The Ram Rebellion(117)
Cliff Priest looked back at his two lieutenants. Special assistants. Ex-students. Whatever you wanted to call them. He had coached both of them when they were in high school and he was a brand-new hire. All three of them had gone into Grantville's military when Mike Stearns called for volunteers right after the Ring of Fire. Cliff had a B.S. in physical education. The closest he had ever been to a military organization before that was the Grantville Volunteer Fire Department. Walt Miller and Matt Trelli were both in their mid-twenties, ten years or so younger than himself. They had never been in the military before the Ring of Fire, either. Walt had been working at the waste water treatment plant, a job he got courtesy of his grandfather who had retired from the staff there, trying to save money for college now that he had gotten engaged to Amy Jo Prickett and finally made up his mind to settle down. Matt had been in his second year of college at Fairmont State, going part time and working part time for Dave Marcantonio. He was dating Julie Anne Abruzzo; they had graduated the same year but she had gotten a year ahead of him at State by taking more classes. She'd been going part time, too, though; full-time college cost more than most Grantville kids could think about. Cliff spared a thought for his wife Sarah and their three children back in Grantville. She was working as office manager for the Congress of the fragile innovation they called the New United States. Then he brought his mind back to the matter immediately at hand.
From the viewpoint of a professional army, they were babes in the woods, all three of them, even now, eighteen months after they first volunteered. But he was a military administrator, the other two were officers, and the three of them had to think about how to handle one hundred seventy fortified castles. Give or take a few.

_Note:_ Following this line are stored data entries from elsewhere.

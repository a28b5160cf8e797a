//! Hosts Cover Component
//!
//! Banner on the hosts page explaining what a fiscal host is.

use collective_view::presenter::{present_hosts_cover, FIND_OUT_MORE_SLOT};
use leptos::prelude::*;

use super::collective_cover::CollectiveCover;
use super::formatted_message::splice_message;
use crate::context::use_page_context;

#[component]
pub fn HostsCover(title: Option<String>) -> impl IntoView {
    let ctx = use_page_context();
    let cover = present_hosts_cover(title.as_deref(), &ctx.intl, &ctx.config.links);

    let label = cover.find_out_more_label;
    let url = cover.find_out_more_url;
    let description = splice_message(cover.description, move |slot| {
        if slot == FIND_OUT_MORE_SLOT {
            view! {
                <span class="cover-small-cta">
                    <a href=url.clone()>{label.clone()}</a>
                </span>
            }
            .into_any()
        } else {
            log::warn!("[HOSTS] Unknown slot {}", slot);
            ().into_any()
        }
    });

    view! {
        <CollectiveCover title=cover.title class="small">
            {description}
        </CollectiveCover>
    }
}
#[derive(Debug, Clone, PartialEq)]
enum Node {
    Literal(String),
    Argument(String),
    Number(String),
    Select {
        arg: String,
        branches: Vec<(String, Vec<Node>)>,
    },
    Plural {
        arg: String,
        branches: Vec<(PluralKey, Vec<Node>)>,
    },
    Pound,
}

/// A parsed message pattern
#[derive(Debug, Clone, PartialEq)]
pub struct MessageFormat {
    nodes: Vec<Node>,
}

impl MessageFormat {
    pub fn parse(pattern: &str) -> Result<Self, MessageError> {
        let mut parser = Parser { src: pattern, pos: 0 };
        let nodes = parser.parse_nodes(false, false)?;
        Ok(Self { nodes })
    }

    /// Format to plain text; slots render as `{name}`
    pub fn format(&self, args: &MessageArgs) -> String {
        self.format_parts(args)
            .into_iter()
            .map(|part| match part {
                MessagePart::Text(text) => text,
                MessagePart::Placeholder(name) => format!("{{{}}}", name),
            })
            .collect()
    }

    /// Format to text and placeholder parts, adjacent text merged
    pub fn format_parts(&self, args: &MessageArgs) -> Vec<MessagePart> {
        let mut parts = Vec::new();
        render(&self.nodes, args, None, &mut parts);
        parts
    }
}

fn push_text(parts: &mut Vec<MessagePart>, text: &str) {
    if text.is_empty() {
        return;
    }
    if let Some(MessagePart::Text(last)) = parts.last_mut() {
        last.push_str(text);
    } else {
        parts.push(MessagePart::Text(text.to_string()));
    }
}

fn render(nodes: &[Node], args: &MessageArgs, pound: Option<f64>, parts: &mut Vec<MessagePart>) {
    for node in nodes {
        match node {
            Node::Literal(text) => push_text(parts, text),
            Node::Argument(name) | Node::Number(name) => match args.get(name) {
                Some(ArgValue::Text(text)) => push_text(parts, text),
                Some(ArgValue::Number(n)) => push_text(parts, &format_number(*n)),
                Some(ArgValue::Slot) => parts.push(MessagePart::Placeholder(name.clone())),
                None => log::debug!("message argument `{}` not provided", name),
            },
            Node::Pound => {
                if let Some(n) = pound {
                    push_text(parts, &format_number(n));
                }
            }
            Node::Select { arg, branches } => {
                let key = args.get(arg).map(ArgValue::select_key);
                let branch = key
                    .and_then(|k| branches.iter().find(|(name, _)| *name == k))
                    .or_else(|| branches.iter().find(|(name, _)| name == "other"));
                if let Some((_, body)) = branch {
                    render(body, args, pound, parts);
                }
            }
            Node::Plural { arg, branches } => {
                let value = match args.get(arg) {
                    Some(ArgValue::Number(n)) => *n,
                    _ => 0.0,
                };
                let category = plural_category(value);
                let branch = branches
                    .iter()
                    .find(|(key, _)| *key == PluralKey::Exact(value))
                    .or_else(|| {
                        branches
                            .iter()
                            .find(|(key, _)| matches!(key, PluralKey::Category(c) if c == category))
                    })
                    .or_else(|| {
                        branches
                            .iter()
                            .find(|(key, _)| matches!(key, PluralKey::Category(c) if c == "other"))
                    });
                if let Some((_, body)) = branch {
                    render(body, args, Some(value), parts);
                }
            }
        }
    }
}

Matt cleared his throat. "There's something else. Something that the king of Sweden, Gustavus Adolphus—that is, the Captain General—apparently sort of forgot to mention to Mike Stearns when he wished this job off on us."
Cliff raised his eyebrows.
Matt continued. "When the Swedes came through here, they did a kind of Blitzkrieg. If they ran into a town they could take, they took it. That's why we're sitting here in Bamberg. It's the capital of the prince-bishopric, but it isn't fortified. The city council takes the precaution of surrendering to every army that comes along, in hopes that they'll be able to come up with a high enough payment to minimize the destruction and plundering that go with being conquered in this wonderful century. The Swedes simply sort of gave it to us."
And then, Cliff thought, pulled their army back north. So that Grantville was trying to police what used to be the prince-bishopric of Bamberg with a couple of hundred soldiers. Five of them uptimers, which included the medic, a newly trained EMT. Who had, luckily, Bennett Norris' wife Marion to help him full-time, even though she wasn't officially on the payroll. She'd gone back to school after the Ring of Fire and qualified as a certified nursing assistant, a CNA. The rest of the N.U.S. military in Bamberg were down-timers, cobbled together from the various mercenary troops who had surrendered to Grantville since the spring of 1631.
"But," he said. "Something else what."
"It apparently slipped his mind that the bishop had two honking big fortresses that the Swedes didn't bother to take. One of them's north of here, called Kronach. The other one's south, called Forchheim. Forchheim has an imperial garrison in it, still. They haven't tried to come out; waiting to see what happens next, I expect. Kronach is something else again."
"How?"
"The fortress there is called the Rosenberg and it's defended by its own people. The city militia. Two thousand or so of them. Stubborn as hell. It's never, ever, been taken—not by anybody who attacked it. They have a history of making war, sort of independently, on the independent Protestant noblemen in the region."
"Well," Cliff said. "Charmed, I'm sure. It occurs to me that it would be nice, really nice, if Grantville would send us just one uptimer who has some actual military training. Too bad they put Guy Hinshaw on some kind of detached duty. He was actually stationed here when he was in. He might have had some ideas for us."
Matt frowned. "Ask them for Tom O'Brien. He was in the National Guard, at least. And before the Ring of Fire, he worked for a construction company." He grinned suddenly. "In the demolition end of things. Clearing out old stuff to make room to build new stuff. In lower management, not doing the demolition on the sites, but still . . . he's probably the best that we have. If we can get him."